┌─ RECORDED DATA

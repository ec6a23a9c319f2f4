use crate::fate::Fate;
use crate::species::Species;
use rand::Rng;

/// Identifies a hadron-nucleon scattering channel for the angular service.
#[derive(Debug, Clone, Copy, PartialEq, Eq)]
pub struct ScatterChannel {
    pub projectile: Species,
    pub struck: Species,
    /// Particle whose centre-of-mass angle is being sampled.
    pub scattered: Species,
    /// Charge exchange, inelastic, or absorption on a nucleon pair.
    pub fate: Fate,
}

/// Centre-of-mass angular distributions for hadron-nucleon scattering.
///
/// Implementations return cos(theta) of the scattered particle relative to
/// the projectile direction in the centre-of-mass frame. A value outside
/// `[-1, 1]` signals that no angle could be produced; callers treat it as a
/// recoverable failure and re-draw.
pub trait AngleSampler {
    fn sample_cos_theta<R: Rng + ?Sized>(
        &self,
        channel: &ScatterChannel,
        kinetic_energy: f64,
        rng: &mut R,
    ) -> f64;
}

impl<T: AngleSampler + ?Sized> AngleSampler for &T {
    fn sample_cos_theta<R: Rng + ?Sized>(
        &self,
        channel: &ScatterChannel,
        kinetic_energy: f64,
        rng: &mut R,
    ) -> f64 {
        (**self).sample_cos_theta(channel, kinetic_energy, rng)
    }
}

/// Isotropic centre-of-mass scattering, independent of channel and energy.
#[derive(Debug, Clone, Copy, Default)]
pub struct IsotropicAngles;

impl AngleSampler for IsotropicAngles {
    fn sample_cos_theta<R: Rng + ?Sized>(
        &self,
        _channel: &ScatterChannel,
        _kinetic_energy: f64,
        rng: &mut R,
    ) -> f64 {
        2.0 * rng.gen::<f64>() - 1.0
    }
}

#[cfg(test)]
mod tests {
    use super::*;
    use rand::rngs::StdRng;
    use rand::SeedableRng;

    #[test]
    fn test_isotropic_range_and_mean() {
        let mut rng = StdRng::seed_from_u64(42);
        let channel = ScatterChannel {
            projectile: Species::PiPlus,
            struck: Species::Proton,
            scattered: Species::PiPlus,
            fate: Fate::Inelastic,
        };
        let n = 20_000;
        let mut sum = 0.0;
        for _ in 0..n {
            let mu = IsotropicAngles.sample_cos_theta(&channel, 150.0, &mut rng);
            assert!((-1.0..=1.0).contains(&mu));
            sum += mu;
        }
        assert!((sum / n as f64).abs() < 0.03);
    }
}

└─

WHAT IS EXPECTED — The records must be given again in full, exactly as they were written.

WRITTEN RESPONSE —
repository ec6a23a9c319f2f4
use crate::fate::Fate;
use crate::species::Species;
use rand::Rng;

/// Identifies a hadron-nucleon scattering channel for the angular service.
#[derive(Debug, Clone, Copy, PartialEq, Eq)]
pub struct ScatterChannel {
    pub projectile: Species,
    pub struck: Species,
    /// Particle whose centre-of-mass angle is being sampled.
    pub scattered: Species,
    /// Charge exchange, inelastic, or absorption on a nucleon pair.
    pub fate: Fate,
}

/// Centre-of-mass angular distributions for hadron-nucleon scattering.
///
/// Implementations return cos(theta) of the scattered particle relative to
/// the projectile direction in the centre-of-mass frame. A value outside
/// `[-1, 1]` signals that no angle could be produced; callers treat it as a
/// recoverable failure and re-draw.
pub trait AngleSampler {
    fn sample_cos_theta<R: Rng + ?Sized>(
        &self,
        channel: &ScatterChannel,
        kinetic_energy: f64,
        rng: &mut R,
    ) -> f64;
}

impl<T: AngleSampler + ?Sized> AngleSampler for &T {
    fn sample_cos_theta<R: Rng + ?Sized>(
        &self,
        channel: &ScatterChannel,
        kinetic_energy: f64,
        rng: &mut R,
    ) -> f64 {
        (**self).sample_cos_theta(channel, kinetic_energy, rng)
    }
}

/// Isotropic centre-of-mass scattering, independent of channel and energy.
#[derive(Debug, Clone, Copy, Default)]
pub struct IsotropicAngles;

impl AngleSampler for IsotropicAngles {
    fn sample_cos_theta<R: Rng + ?Sized>(
        &self,
        _channel: &ScatterChannel,
        _kinetic_energy: f64,
        rng: &mut R,
    ) -> f64 {
        2.0 * rng.gen::<f64>() - 1.0
    }
}

#[cfg(test)]
mod tests {
    use super::*;
    use rand::rngs::StdRng;
    use rand::SeedableRng;

    #[test]
    fn test_isotropic_range_and_mean() {
        let mut rng = StdRng::seed_from_u64(42);
        let channel = ScatterChannel {
            projectile: Species::PiPlus,
            struck: Species::Proton,
            scattered: Species::PiPlus,
            fate: Fate::Inelastic,
        };
        let n = 20_000;
        let mut sum = 0.0;
        for _ in 0..n {
            let mu = IsotropicAngles.sample_cos_theta(&channel, 150.0, &mut rng);
            assert!((-1.0..=1.0).contains(&mu));
            sum += mu;
        }
        assert!((sum / n as f64).abs() < 0.03);
    }
}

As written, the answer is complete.